Preparing for the Day of Reckoning

Yesterday, Saturday was the Debacle, Sunday the Plan was made.  That gave me five days to sort out the windlass and get it working again.

First thing I did was get out the Ideal windlass manual for my ACW windlass.  I had two issues:

  1. As we were hauling the anchor, it became more and more strained, until finally it just stopped with the current protection breaker activating
  2. The wildcat hits the top of the chain stripper on each revolution.

Now this windlass is 30+ years old but is built like a champ and perhaps if I rad the manual more often, it will outlast me. Because there in ALL CAPS was a warning that the windlass should only be used with a load in the clockwise direction.

My not so straight Chain Stripper

Oops. Because I had anchored with my secondary anchor whose rode used the starboard anchor locker, I would wind the rode around the capstan and use the down switch to rotate the windlass counterclockwise. I had worked in the few times in the past I had done so, but the anchor was never very deep. With a little tap on the circuit breaker protection switch, I could reset the circuit breaker button and the windlass worked fine.  I even test it, by lowering the primary anchor and letting a couple hundred feet out on the harbor bottom, which is between 10 to 20 feet under the keel.

Hauling it worked fine, except for the chain stripper being hit and therefore bent by the wildcat.

The diagram from the Ideal manual

The diagram of the winch also gave me the information that the top of the chain stripper must be exactly 2.5” above the plate of the winch to fit into the groove of the wildcat which is about a half inch wide. Mine was clearly 2 and ¾”.

An image from the Ideal Manual

In the same manual, I found an old picture, which seemed to show that the chain stripper was perfectly straight. That was enough for me.

So, first stop Monday morning was to the big boat yard next to the dock, Superior Marine Services. There, Tyler, who was the bronze and stainless-steel expert, took a few minutes out of his busy to day to help little me (He is one of those big Alaskans that towers over me, like a brown bear!).

He suggested the big press. I mumbled ok since I was clueless. After all of 5 minutes and about a dozen pressings in different angles and parts, my stripper was as straight as new.

And typical of Alaskans, he wouldn’t take any money for his efforts, even coffee money.

I walked back to Dauntless, installed by stripper and it fit perfectly. I then proceeded to pull up the hundred feet of chain I put out as much to clean it an anything else and my little windlass worked like new.

Tides, currents and sunrise were all set. Now, I just needed the weather to cooperate.

 

 

Author: Richard on Dauntless

I’m an eclectic person, who grew up in New York, lived overseas for many years and have a boat, Dauntless, a 42 foot Kadey Krogen trawler yacht. Dauntless enables me to not only live in many different parts of the world, but to do it in a way that is interesting, affordable, with the added spice of a challenge. Dauntless also allows me to be in touch with nature. As the boat glides through the ocean, you have a sense of being part of a living organism.

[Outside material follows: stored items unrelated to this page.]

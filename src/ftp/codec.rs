//! FTP control channel codec (RFC 959 §4)
//!
//! Sends CRLF-terminated commands and reads single- and multi-line replies
//! over a plain or TLS-wrapped control socket.

use std::net::IpAddr;

use tokio::io::{AsyncBufReadExt, AsyncWriteExt, BufReader};
use tokio::net::TcpStream;
use tokio_rustls::client::TlsStream;
use tracing::trace;

use super::tls::TlsContext;
use crate::remote::{RemoteError, RemoteResult};

/// A complete server reply
#[derive(Debug, Clone, PartialEq, Eq)]
pub struct FtpReply {
    pub code: u16,
    pub lines: Vec<String>,
}

impl FtpReply {
    /// Text of the final line, without the code
    pub fn message(&self) -> &str {
        self.lines
            .last()
            .map(|l| l.get(4..).unwrap_or_default())
            .unwrap_or_default()
    }

    /// Full reply text, lines joined
    pub fn text(&self) -> String {
        self.lines.join("\n")
    }

    pub fn is_preliminary(&self) -> bool {
        (100..200).contains(&self.code)
    }

    pub fn is_success(&self) -> bool {
        (200..300).contains(&self.code)
    }

    pub fn is_intermediate(&self) -> bool {
        (300..400).contains(&self.code)
    }
}

/// Map a negative reply onto the shared error taxonomy.
///
/// `subject` names the path (or command) the reply refers to.
pub fn reply_error(reply: &FtpReply, subject: &str) -> RemoteError {
    let text = reply.text();
    let lower = text.to_lowercase();
    match reply.code {
        421 => RemoteError::Connection(text),
        425 | 426 => RemoteError::Connection(format!("data connection failed: {}", text)),
        430 | 530 => RemoteError::Authentication(text),
        450 | 550 => {
            if lower.contains("permission") || lower.contains("denied") {
                RemoteError::PermissionDenied(subject.to_string())
            } else if lower.contains("not found")
                || lower.contains("no such")
                || lower.contains("not exist")
            {
                RemoteError::NotFound(subject.to_string())
            } else {
                RemoteError::Protocol(format!("{}: {}", subject, text))
            }
        }
        502 | 504 => RemoteError::Unsupported(text),
        _ => RemoteError::Protocol(format!("{}: {}", subject, text)),
    }
}

/// Plain or TLS control socket
enum ControlStream {
    Plain(BufReader<TcpStream>),
    Tls(Box<BufReader<TlsStream<TcpStream>>>),
}

/// FTP command/response codec
pub struct FtpCodec {
    stream: ControlStream,
    peer_ip: Option<IpAddr>,
}

impl FtpCodec {
    pub fn from_tcp(stream: TcpStream) -> Self {
        let peer_ip = stream.peer_addr().ok().map(|a| a.ip());
        Self {
            stream: ControlStream::Plain(BufReader::new(stream)),
            peer_ip,
        }
    }

    pub fn from_tls(stream: TlsStream<TcpStream>) -> Self {
        let peer_ip = stream.get_ref().0.peer_addr().ok().map(|a| a.ip());
        Self {
            stream: ControlStream::Tls(Box::new(BufReader::new(stream))),
            peer_ip,
        }
    }

    /// Address of the server end of the control connection
    pub fn peer_ip(&self) -> Option<IpAddr> {
        self.peer_ip
    }

    pub fn is_tls(&self) -> bool {
        matches!(self.stream, ControlStream::Tls(_))
    }

    /// Upgrade a plain control connection after `AUTH TLS` was accepted
    pub async fn upgrade(self, tls: &TlsContext) -> RemoteResult<Self> {
        let tcp = match self.stream {
            ControlStream::Plain(reader) => {
                if !reader.buffer().is_empty() {
                    return Err(RemoteError::Protocol(
                        "unexpected data before TLS handshake".to_string(),
                    ));
                }
                reader.into_inner()
            }
            ControlStream::Tls(_) => {
                return Err(RemoteError::Protocol(
                    "control connection is already TLS".to_string(),
                ))
            }
        };
        let stream = tls.connect(tcp).await?;
        Ok(Self::from_tls(stream))
    }

    /// Send a raw command; CRLF is appended.
    pub async fn send_command(&mut self, cmd: &str) -> RemoteResult<()> {
        if cmd.starts_with("PASS ") {
            trace!(">>> PASS ****");
        } else {
            trace!(">>> {}", cmd);
        }
        let line = format!("{}\r\n", cmd);
        match &mut self.stream {
            ControlStream::Plain(s) => {
                s.get_mut().write_all(line.as_bytes()).await?;
                s.get_mut().flush().await?;
            }
            ControlStream::Tls(s) => {
                s.get_mut().write_all(line.as_bytes()).await?;
                s.get_mut().flush().await?;
            }
        }
        Ok(())
    }

    async fn read_line(&mut self) -> RemoteResult<String> {
        let mut buf = String::new();
        let n = match &mut self.stream {
            ControlStream::Plain(s) => s.read_line(&mut buf).await?,
            ControlStream::Tls(s) => s.read_line(&mut buf).await?,
        };
        if n == 0 {
            return Err(RemoteError::Connection(
                "Server closed connection".to_string(),
            ));
        }
        Ok(buf.trim_end_matches(['\r', '\n']).to_string())
    }

    /// Read a complete (possibly multi-line) reply.
    ///
    /// ```text
    /// 211-Features:
    ///  MLST type*;size*;modify*;
    /// 211 End
    /// ```
    pub async fn read_reply(&mut self) -> RemoteResult<FtpReply> {
        let first = self.read_line().await?;
        let code = parse_code(&first)?;
        let mut lines = vec![first];

        if lines[0].as_bytes().get(3) == Some(&b'-') {
            let terminator = format!("{} ", code);
            loop {
                let next = self.read_line().await?;
                let done = next.starts_with(&terminator) || next == code.to_string();
                lines.push(next);
                if done {
                    break;
                }
            }
        }

        let reply = FtpReply { code, lines };
        trace!("<<< {} {}", reply.code, reply.message());
        Ok(reply)
    }

    /// Send a command and read its reply
    pub async fn execute(&mut self, cmd: &str) -> RemoteResult<FtpReply> {
        self.send_command(cmd).await?;
        self.read_reply().await
    }

    /// Send a command and require a 2xx reply
    pub async fn expect_ok(&mut self, cmd: &str, subject: &str) -> RemoteResult<FtpReply> {
        let reply = self.execute(cmd).await?;
        if reply.is_success() {
            Ok(reply)
        } else {
            Err(reply_error(&reply, subject))
        }
    }
}

fn parse_code(line: &str) -> RemoteResult<u16> {
    line.get(..3)
        .and_then(|c| c.parse::<u16>().ok())
        .filter(|c| (100..600).contains(c))
        .ok_or_else(|| RemoteError::Protocol(format!("Invalid reply from server: '{}'", line)))
}
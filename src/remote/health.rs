//! Connection Health Module
//!
//! Tracks uptime, activity and failure counters for the single connection
//! owned by a `ConnectionManager`, and runs the keep-alive scheduler.
//! Keep-alive failures never force a reconnect by themselves; they only feed
//! `consecutive_failures`, which the manager reads when deciding whether a
//! session is still trustworthy.

use std::sync::atomic::{AtomicU32, AtomicU64, Ordering};
use std::sync::Arc;
use std::time::{Duration, Instant};

use chrono::{DateTime, Utc};
use parking_lot::Mutex;
use serde::{Deserialize, Serialize};
use tokio::task::JoinHandle;
use tokio::time::MissedTickBehavior;
use tracing::{debug, info, warn};

use super::session::ProtocolSession;

/// Point-in-time view of connection health
#[derive(Debug, Clone, Default, PartialEq, Eq, Serialize, Deserialize)]
#[serde(rename_all = "camelCase")]
pub struct HealthSnapshot {
    /// Seconds since the current session was established (0 when disconnected)
    pub uptime_secs: u64,
    pub success_count: u64,
    pub failure_count: u64,
    pub consecutive_failures: u32,
    pub last_operation_at: Option<DateTime<Utc>>,
    pub last_keep_alive_at: Option<DateTime<Utc>>,
}

#[derive(Debug, Default)]
struct Timestamps {
    connected_at: Option<Instant>,
    last_activity: Option<Instant>,
    last_operation_at: Option<DateTime<Utc>>,
    last_keep_alive_at: Option<DateTime<Utc>>,
}

/// Connection health tracker
#[derive(Debug, Default)]
pub struct HealthMonitor {
    success_count: AtomicU64,
    failure_count: AtomicU64,
    consecutive_failures: AtomicU32,
    times: Mutex<Timestamps>,
}

impl HealthMonitor {
    pub fn new() -> Self {
        Self::default()
    }

    /// Start the uptime clock for a freshly established session
    pub fn mark_connected(&self) {
        let mut times = self.times.lock();
        let now = Instant::now();
        times.connected_at = Some(now);
        times.last_activity = Some(now);
    }

    pub fn record_success(&self) {
        self.success_count.fetch_add(1, Ordering::SeqCst);
        self.consecutive_failures.store(0, Ordering::SeqCst);
    }

    /// Record a failure; returns the new consecutive-failure count
    pub fn record_failure(&self) -> u32 {
        self.failure_count.fetch_add(1, Ordering::SeqCst);
        self.consecutive_failures.fetch_add(1, Ordering::SeqCst) + 1
    }

    /// Update the last-activity timestamp
    pub fn touch(&self) {
        let mut times = self.times.lock();
        times.last_activity = Some(Instant::now());
        times.last_operation_at = Some(Utc::now());
    }

    fn record_keep_alive(&self) {
        self.times.lock().last_keep_alive_at = Some(Utc::now());
    }

    pub fn consecutive_failures(&self) -> u32 {
        self.consecutive_failures.load(Ordering::SeqCst)
    }

    /// Time since the last operation (or since connect, if none ran yet)
    pub fn idle_for(&self) -> Duration {
        self.times
            .lock()
            .last_activity
            .map(|t| t.elapsed())
            .unwrap_or_default()
    }

    /// Back to initial values
    pub fn reset(&self) {
        self.success_count.store(0, Ordering::SeqCst);
        self.failure_count.store(0, Ordering::SeqCst);
        self.consecutive_failures.store(0, Ordering::SeqCst);
        *self.times.lock() = Timestamps::default();
    }

    pub fn snapshot(&self) -> HealthSnapshot {
        let times = self.times.lock();
        HealthSnapshot {
            uptime_secs: times
                .connected_at
                .map(|t| t.elapsed().as_secs())
                .unwrap_or(0),
            success_count: self.success_count.load(Ordering::SeqCst),
            failure_count: self.failure_count.load(Ordering::SeqCst),
            consecutive_failures: self.consecutive_failures.load(Ordering::SeqCst),
            last_operation_at: times.last_operation_at,
            last_keep_alive_at: times.last_keep_alive_at,
        }
    }

    /// Pretend the last operation happened at `instant`
    #[cfg(test)]
    pub(crate) fn set_last_activity(&self, instant: Instant) {
        self.times.lock().last_activity = Some(instant);
    }
}

/// Result of one keep-alive tick, handed to the manager's state machine
#[derive(Debug, Clone, Copy, PartialEq, Eq)]
pub enum KeepAliveOutcome {
    Alive,
    Failed { consecutive_failures: u32 },
}

/// Spawn the keep-alive scheduler for `session`.
///
/// Every `interval` the session's no-op probe runs under `probe_timeout`;
/// the outcome updates `health` and is passed to `on_outcome`. The task runs
/// until its handle is aborted.
pub fn spawn_keep_alive<F>(
    session: Arc<dyn ProtocolSession>,
    health: Arc<HealthMonitor>,
    interval: Duration,
    probe_timeout: Duration,
    on_outcome: F,
) -> JoinHandle<()>
where
    F: Fn(KeepAliveOutcome) + Send + Sync + 'static,
{
    tokio::spawn(async move {
        info!(
            "Keep-alive started (protocol={}, interval={}s)",
            session.protocol(),
            interval.as_secs()
        );
        let mut ticker = tokio::time::interval(interval);
        ticker.set_missed_tick_behavior(MissedTickBehavior::Delay);
        // First tick completes immediately; the session was just verified.
        ticker.tick().await;

        loop {
            ticker.tick().await;

            let result = tokio::time::timeout(probe_timeout, session.keep_alive()).await;
            health.record_keep_alive();

            let outcome = match result {
                Ok(Ok(())) => {
                    health.record_success();
                    debug!("Keep-alive OK");
                    KeepAliveOutcome::Alive
                }
                Ok(Err(e)) => {
                    let failures = health.record_failure();
                    warn!("Keep-alive failed ({} consecutive): {}", failures, e);
                    KeepAliveOutcome::Failed {
                        consecutive_failures: failures,
                    }
                }
                Err(_) => {
                    let failures = health.record_failure();
                    warn!(
                        "Keep-alive timed out after {:?} ({} consecutive)",
                        probe_timeout, failures
                    );
                    KeepAliveOutcome::Failed {
                        consecutive_failures: failures,
                    }
                }
            };
            on_outcome(outcome);
        }
    })
}
//! Per-resource operation locks
//!
//! An interactive editor fires overlapping requests for the same path
//! (rapid clicks, preview re-triggers). Each operation claims `verb:path`
//! for its whole duration; a second caller for the same key fails fast with
//! [`RemoteError::OperationInProgress`] instead of racing the first one.

use std::fmt;
use std::sync::atomic::{AtomicU64, Ordering};
use std::sync::Arc;
use std::time::{Duration, Instant};

use dashmap::mapref::entry::Entry;
use dashmap::DashMap;
use serde::{Deserialize, Serialize};
use tracing::{debug, warn};

use super::error::RemoteError;

/// Operation kinds that take a lock
#[derive(Debug, Clone, Copy, PartialEq, Eq, Hash, Serialize, Deserialize)]
#[serde(rename_all = "snake_case")]
pub enum Verb {
    Read,
    Write,
    Delete,
    Rename,
    Copy,
    Mkdir,
}

impl Verb {
    pub fn as_str(self) -> &'static str {
        match self {
            Self::Read => "read",
            Self::Write => "write",
            Self::Delete => "delete",
            Self::Rename => "rename",
            Self::Copy => "copy",
            Self::Mkdir => "mkdir",
        }
    }
}

impl fmt::Display for Verb {
    fn fmt(&self, f: &mut fmt::Formatter<'_>) -> fmt::Result {
        f.write_str(self.as_str())
    }
}

/// Lock key in `verb:absolutePath` form
pub fn lock_key(verb: Verb, path: &str) -> String {
    format!("{}:{}", verb, path)
}

#[derive(Debug, Clone, Copy)]
struct LockEntry {
    acquired_at: Instant,
    token: u64,
}

/// Registry of in-flight operations
#[derive(Debug)]
pub struct OperationLockRegistry {
    locks: DashMap<String, LockEntry>,
    next_token: AtomicU64,
    /// Locks older than this are considered leaked and may be taken over
    ceiling: parking_lot::RwLock<Duration>,
}

impl OperationLockRegistry {
    pub fn new(ceiling: Duration) -> Self {
        Self {
            locks: DashMap::new(),
            next_token: AtomicU64::new(1),
            ceiling: parking_lot::RwLock::new(ceiling),
        }
    }

    /// Update the hard ceiling; it must outlast the longest operation,
    /// reconnects and retry included
    pub fn set_ceiling(&self, ceiling: Duration) {
        *self.ceiling.write() = ceiling;
    }

    /// Atomically claim `verb:path`.
    ///
    /// The returned guard releases the lock when dropped, whatever the
    /// outcome of the operation.
    pub fn acquire(
        self: &Arc<Self>,
        verb: Verb,
        path: &str,
    ) -> Result<OperationLockGuard, RemoteError> {
        let key = lock_key(verb, path);
        let token = self.next_token.fetch_add(1, Ordering::Relaxed);
        let entry = LockEntry {
            acquired_at: Instant::now(),
            token,
        };
        let ceiling = *self.ceiling.read();

        match self.locks.entry(key.clone()) {
            Entry::Occupied(mut occupied) => {
                let held_for = occupied.get().acquired_at.elapsed();
                if held_for < ceiling {
                    debug!("Lock {} busy (held for {:?})", key, held_for);
                    return Err(RemoteError::OperationInProgress {
                        verb,
                        path: path.to_string(),
                    });
                }
                warn!(
                    "Lock {} held for {:?}, beyond ceiling {:?}; taking it over",
                    key, held_for, ceiling
                );
                occupied.insert(entry);
            }
            Entry::Vacant(vacant) => {
                vacant.insert(entry);
            }
        }

        debug!("Lock acquired: {}", key);
        Ok(OperationLockGuard {
            registry: Arc::clone(self),
            key,
            token,
        })
    }

    /// Release a lock by key. Releasing a missing key is a no-op.
    pub fn release(&self, key: &str) {
        if self.locks.remove(key).is_some() {
            debug!("Lock released: {}", key);
        }
    }

    fn release_token(&self, key: &str, token: u64) {
        // A lock force-released by disconnect may have been re-acquired since;
        // only the holder that owns the current token may remove it.
        if self
            .locks
            .remove_if(key, |_, entry| entry.token == token)
            .is_some()
        {
            debug!("Lock released: {}", key);
        }
    }

    /// Force-release every outstanding lock
    pub fn release_all(&self) -> usize {
        let count = self.locks.len();
        self.locks.clear();
        if count > 0 {
            debug!("Force-released {} operation locks", count);
        }
        count
    }

    pub fn is_locked(&self, verb: Verb, path: &str) -> bool {
        self.locks.contains_key(&lock_key(verb, path))
    }

    pub fn len(&self) -> usize {
        self.locks.len()
    }

    pub fn is_empty(&self) -> bool {
        self.locks.is_empty()
    }

    /// Keys currently held
    pub fn held_keys(&self) -> Vec<String> {
        self.locks.iter().map(|e| e.key().clone()).collect()
    }
}

/// Held operation lock; released on drop
#[derive(Debug)]
pub struct OperationLockGuard {
    registry: Arc<OperationLockRegistry>,
    key: String,
    token: u64,
}

impl OperationLockGuard {
    pub fn key(&self) -> &str {
        &self.key
    }
}

impl Drop for OperationLockGuard {
    fn drop(&mut self) {
        self.registry.release_token(&self.key, self.token);
    }
}
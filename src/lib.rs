//! Oxide Remote - connection and file-operation layer for SFTP and FTP/FTPS
//!
//! A [`ConnectionManager`] owns one remote session and keeps it usable:
//! retries with backoff, keep-alive, idle and liveness checks before each
//! operation, and per-path locks that stop overlapping writes.

pub mod config;
pub mod ftp;
pub mod remote;
pub mod sftp;

pub use config::{
    AdvancedOptions, AuthConfig, ConfigStorage, ConnectionConfig, CredentialStore, KeychainStore,
    MemoryCredentialStore, Protocol, TransportSecurity,
};
pub use remote::{
    ConnectionManager, HealthSnapshot, ProtocolSession, RemoteEntry, RemoteError, RemoteResult,
    SessionState, StateEvent, Verb,
};

use tracing_subscriber::{layer::SubscriberExt, util::SubscriberInitExt, EnvFilter};

/// Install the global tracing subscriber.
///
/// Filtering follows `RUST_LOG` and defaults to `info`. Calling it again
/// after a subscriber is installed is a no-op.
pub fn init_logging() {
    let _ = tracing_subscriber::registry()
        .with(EnvFilter::try_from_default_env().unwrap_or_else(|_| EnvFilter::new("info")))
        .with(tracing_subscriber::fmt::layer())
        .try_init();
}
// ABOUTME: CSV dataset loader with one schema mapping per heterogeneous source
// ABOUTME: Reconciles column names and units, groups samples under every fallback ladder rung
//
// SPDX-License-Identifier: MIT OR Apache-2.0
// Copyright (c) 2025 FitFuture

//! Dataset loading.
//!
//! The three source datasets share no column names or units. Each source
//! carries a [`SchemaMapping`] that reconciles its schema in one place;
//! adding a fourth dataset means adding a mapping, not new branching logic.
//! Cell values go through the same conversion table as user log entries
//! ([`crate::normalizer::to_canonical`]), so population samples and user
//! values always land in the same canonical unit.

use std::collections::HashMap;
use std::path::PathBuf;

use csv::StringRecord;
use rayon::prelude::*;
use tracing::{debug, info};

use fitfuture_core::errors::{EngineError, EngineResult};
use fitfuture_core::models::{ActivityLevel, AgeRange, CohortKey, MetricKey, Sex};

use super::{CohortStats, ReferenceIndex};
use crate::normalizer::to_canonical;

/// How a source encodes activity level, if it does at all.
#[derive(Debug, Clone)]
pub enum ActivityColumn {
    /// A numeric sessions-per-week column (banded via
    /// [`ActivityLevel::from_weekly_sessions`])
    WeeklySessions(String),
    /// A categorical label column ("low", "moderate", ...)
    Label(String),
}

impl ActivityColumn {
    fn column(&self) -> &str {
        match self {
            Self::WeeklySessions(column) | Self::Label(column) => column,
        }
    }

    fn parse(&self, cell: &str) -> Option<ActivityLevel> {
        match self {
            Self::WeeklySessions(_) => {
                let sessions = cell.trim().parse::<f64>().ok()?;
                if !sessions.is_finite() || sessions < 0.0 {
                    return None;
                }
                Some(ActivityLevel::from_weekly_sessions(sessions.round() as u32))
            }
            Self::Label(_) => ActivityLevel::parse(cell),
        }
    }
}

/// One metric-bearing column: where it lives and what unit it is in.
#[derive(Debug, Clone)]
pub struct MetricColumn {
    /// Column header in the source file
    pub column: String,
    /// Canonical metric the column feeds
    pub metric: MetricKey,
    /// Unit tag of the raw values (must be in the conversion table)
    pub unit: String,
}

impl MetricColumn {
    fn new(column: &str, metric: MetricKey, unit: &str) -> Self {
        Self {
            column: column.to_owned(),
            metric,
            unit: unit.to_owned(),
        }
    }
}

/// Per-source schema reconciliation table.
#[derive(Debug, Clone)]
pub struct SchemaMapping {
    /// Column holding the respondent's age in years
    pub age_column: String,
    /// Column holding the respondent's sex
    pub sex_column: String,
    /// Activity level column, when the source has one
    pub activity_column: Option<ActivityColumn>,
    /// Metric-bearing columns with their units
    pub metric_columns: Vec<MetricColumn>,
}

impl SchemaMapping {
    /// Mapping for the gym members exercise tracking dataset.
    #[must_use]
    pub fn gym_members() -> Self {
        Self {
            age_column: "Age".to_owned(),
            sex_column: "Gender".to_owned(),
            activity_column: Some(ActivityColumn::WeeklySessions(
                "Workout_Frequency (days/week)".to_owned(),
            )),
            metric_columns: vec![
                MetricColumn::new("Session_Duration (hours)", MetricKey::DurationMin, "h"),
                MetricColumn::new("Calories_Burned", MetricKey::Calories, "kcal"),
                MetricColumn::new("Avg_BPM", MetricKey::HeartRateBpm, "bpm"),
                MetricColumn::new("Weight (kg)", MetricKey::WeightKg, "kg"),
            ],
        }
    }

    /// Mapping for the 365-day health and fitness tracking dataset.
    #[must_use]
    pub fn health_tracking_365() -> Self {
        Self {
            age_column: "age".to_owned(),
            sex_column: "gender".to_owned(),
            activity_column: None,
            metric_columns: vec![
                MetricColumn::new("exercise_minutes", MetricKey::DurationMin, "min"),
                MetricColumn::new("steps", MetricKey::Steps, "steps"),
                MetricColumn::new("sleep_hours", MetricKey::SleepHours, "h"),
            ],
        }
    }

    /// Mapping for the health and fitness survey dataset.
    #[must_use]
    pub fn health_fitness_survey() -> Self {
        Self {
            age_column: "age".to_owned(),
            sex_column: "gender".to_owned(),
            activity_column: Some(ActivityColumn::Label("intensity".to_owned())),
            metric_columns: vec![
                MetricColumn::new("duration_minutes", MetricKey::DurationMin, "min"),
                MetricColumn::new("calories_burned", MetricKey::Calories, "kcal"),
                MetricColumn::new("avg_heart_rate", MetricKey::HeartRateBpm, "bpm"),
                MetricColumn::new("weight_kg", MetricKey::WeightKg, "kg"),
                MetricColumn::new("daily_steps", MetricKey::Steps, "steps"),
                MetricColumn::new("hours_sleep", MetricKey::SleepHours, "h"),
            ],
        }
    }
}

/// One reference dataset: a name for diagnostics, a file, and its mapping.
#[derive(Debug, Clone)]
pub struct DatasetSource {
    /// Short source name used in logs and errors
    pub name: String,
    /// Path to the CSV file
    pub path: PathBuf,
    /// Schema reconciliation for this source
    pub mapping: SchemaMapping,
}

impl DatasetSource {
    /// Create a dataset source.
    #[must_use]
    pub fn new(name: impl Into<String>, path: impl Into<PathBuf>, mapping: SchemaMapping) -> Self {
        Self {
            name: name.into(),
            path: path.into(),
            mapping,
        }
    }
}

type GroupedSamples = HashMap<CohortKey, HashMap<MetricKey, Vec<f64>>>;

/// Resolved column indexes for one source file.
struct ColumnPlan {
    age: usize,
    sex: usize,
    activity: Option<usize>,
    metrics: Vec<(usize, MetricKey, String)>,
}

impl ColumnPlan {
    fn resolve(source: &DatasetSource, headers: &StringRecord) -> EngineResult<Self> {
        let find = |column: &str| -> EngineResult<usize> {
            headers
                .iter()
                .position(|header| header.trim() == column)
                .ok_or_else(|| EngineError::DataLoad {
                    source_name: source.name.clone(),
                    reason: format!("missing required column '{column}'"),
                })
        };

        let mapping = &source.mapping;
        let activity = match &mapping.activity_column {
            Some(column) => Some(find(column.column())?),
            None => None,
        };
        let metrics = mapping
            .metric_columns
            .iter()
            .map(|metric_column| {
                Ok((
                    find(&metric_column.column)?,
                    metric_column.metric,
                    metric_column.unit.clone(),
                ))
            })
            .collect::<EngineResult<Vec<_>>>()?;

        Ok(Self {
            age: find(&mapping.age_column)?,
            sex: find(&mapping.sex_column)?,
            activity,
            metrics,
        })
    }
}

/// The ladder rungs a row's samples are inserted under. Rows without an
/// activity level only populate the rungs that do not constrain it.
fn insertion_keys(age: AgeRange, sex: Sex, activity: Option<ActivityLevel>) -> Vec<CohortKey> {
    let mut keys = Vec::with_capacity(4);
    if let Some(activity) = activity {
        keys.push(CohortKey {
            age: Some(age),
            sex: Some(sex),
            activity: Some(activity),
        });
    }
    keys.push(CohortKey {
        age: Some(age),
        sex: Some(sex),
        activity: None,
    });
    keys.push(CohortKey {
        age: Some(age),
        sex: None,
        activity: None,
    });
    keys.push(CohortKey::FULL_POPULATION);
    keys
}

fn load_source(source: &DatasetSource) -> EngineResult<GroupedSamples> {
    let mut reader = csv::Reader::from_path(&source.path).map_err(|err| EngineError::DataLoad {
        source_name: source.name.clone(),
        reason: err.to_string(),
    })?;
    let headers = reader
        .headers()
        .map_err(|err| EngineError::DataLoad {
            source_name: source.name.clone(),
            reason: err.to_string(),
        })?
        .clone();
    let plan = ColumnPlan::resolve(source, &headers)?;

    let mut grouped = GroupedSamples::new();
    let mut rows = 0_usize;
    let mut skipped = 0_usize;

    for record in reader.records() {
        let record = record.map_err(|err| EngineError::DataLoad {
            source_name: source.name.clone(),
            reason: err.to_string(),
        })?;
        rows += 1;

        // The source data has its share of blank and malformed demographic
        // cells; those rows are skipped rather than failing the load.
        let age = record
            .get(plan.age)
            .and_then(|cell| cell.trim().parse::<f64>().ok())
            .filter(|age| age.is_finite() && *age >= 0.0)
            .map(|age| AgeRange::from_age(age.round() as u32));
        let sex = record.get(plan.sex).and_then(Sex::parse);
        let (Some(age), Some(sex)) = (age, sex) else {
            skipped += 1;
            continue;
        };
        let activity = plan.activity.and_then(|idx| {
            let column = source.mapping.activity_column.as_ref()?;
            record.get(idx).and_then(|cell| column.parse(cell))
        });

        let keys = insertion_keys(age, sex, activity);
        for (idx, metric, unit) in &plan.metrics {
            let Some(raw) = record
                .get(*idx)
                .and_then(|cell| cell.trim().parse::<f64>().ok())
                .filter(|value| value.is_finite())
            else {
                continue;
            };
            // Mapping units are part of the mapping table; an unknown unit
            // here is a broken mapping, not a bad row.
            let value = to_canonical(*metric, unit, raw).map_err(|err| EngineError::DataLoad {
                source_name: source.name.clone(),
                reason: err.to_string(),
            })?;
            for key in &keys {
                grouped
                    .entry(*key)
                    .or_default()
                    .entry(*metric)
                    .or_default()
                    .push(value);
            }
        }
    }

    debug!(
        source = %source.name,
        rows,
        skipped,
        "loaded reference dataset source"
    );
    Ok(grouped)
}

impl ReferenceIndex {
    /// Load and index the reference datasets.
    ///
    /// Sources are parsed in parallel, then merged into a single index with
    /// sorted sample vectors per (cohort, metric) pair.
    ///
    /// # Errors
    ///
    /// Returns [`EngineError::DataLoad`] if any source is unreadable,
    /// malformed, or missing a column its mapping requires.
    pub fn load(sources: &[DatasetSource]) -> EngineResult<Self> {
        let per_source = sources
            .par_iter()
            .map(load_source)
            .collect::<EngineResult<Vec<_>>>()?;

        let mut merged: GroupedSamples = HashMap::new();
        for grouped in per_source {
            for (key, metrics) in grouped {
                let target = merged.entry(key).or_default();
                for (metric, mut values) in metrics {
                    target.entry(metric).or_default().append(&mut values);
                }
            }
        }

        let cohorts = merged
            .into_iter()
            .map(|(key, metrics)| {
                let stats = metrics
                    .into_iter()
                    .filter(|(_, values)| !values.is_empty())
                    .map(|(metric, values)| (metric, CohortStats::from_unsorted(values)))
                    .collect();
                (key, stats)
            })
            .collect::<HashMap<_, _>>();

        let index = Self::from_cohorts(cohorts);
        info!(
            sources = sources.len(),
            cohorts = index.cohort_count(),
            "reference index built"
        );
        Ok(index)
    }
}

When dolphins come to frolic, they stay longer if you are out there talking to them, watching them. Birds come by, sometimes looking for a handout; sometimes grateful to find a respite from their long journey. I grew up on the New York waterfront, in the West Village, when everything west of Hudson St. was related to shipping and cargo from around the world. For a kid, it was an exciting place of warehouses, trucks, and working boats of all kinds: tugs and the barges and ships, cargo and passenger, they were pushing around. My father was an electrical engineer, my mother an intellectual, I fell in between. I have always been attracted to Earth’s natural processes, the physical sciences. I was in 8th grade when I decided to be a Meteorologist. After my career in meteorology, my natural interest in earth sciences: geology, astronomy, geography, earth history, made it a natural for me to become a science teacher in New York City, when I moved back to the Big Apple. Teaching led to becoming a high school principal to have the power to truly help kids learn and to be successful not only in school but in life. Dauntless is in western Europe now. In May and June, I will be wrapping up the last two years in northern Europe, heading south to spend the rest of the year in Spain & Portugal. Long term, I’m planning on returning to North American in the fall of 2017 and from there continuing to head west until we’re in Northeast Asia, Japan and South Korea, where we will settle for a bit. But now, my future lies not in NY or even Europe, but back to the water, where at night, when the winds die down, there is no noise, only the silence of the universe. I feel like I am at home, finally.

3 thoughts on “Preparing for the Day of Reckoning”

  1. Hi Richard…
    Found your blog about 6 months ago. Read backwards for several years…and of course am keeping up with you by reading forward.
    Your Wrangel experiences are particularly interesting to me. In the 70’s I lived on and sailed a 42′ trimaran in Juneau for 3 years. A very wonderful way to live. I’m relating to the strong currents and the short hours and the cold and the fishing and crab pots.
    I’m enjoying reading your blog because it is simple and honest (and at times very exciting). I will continue to follow you. I wish you the best getting all of your gear back.